[Stored items]

use async_trait::async_trait;
use reqwest::{Request, Response};
use std::time::Duration;

/// Executes prepared requests. Abstracted so dataset fetches can be served
/// from a stub in tests.
#[async_trait]
pub trait HttpClient: Send + Sync {
    async fn execute(&self, req: Request) -> reqwest::Result<Response>;
}

/// Plain client with the timeouts used for dataset downloads.
pub struct BasicClient(reqwest::Client);

impl BasicClient {
    pub fn new() -> reqwest::Result<Self> {
        let client = reqwest::Client::builder()
            .timeout(Duration::from_secs(30))
            .connect_timeout(Duration::from_secs(10))
            .user_agent(concat!(env!("CARGO_PKG_NAME"), "/", env!("CARGO_PKG_VERSION")))
            .build()?;
        Ok(Self(client))
    }
}

#[async_trait]
impl HttpClient for BasicClient {
    async fn execute(&self, req: Request) -> reqwest::Result<Response> {
        self.0.execute(req).await
    }
}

▶ The task
Find each line in the data above with the word "Duration", then copy it.

▶ Solution to this task
use std::time::Duration;
            .timeout(Duration::from_secs(30))
            .connect_timeout(Duration::from_secs(10))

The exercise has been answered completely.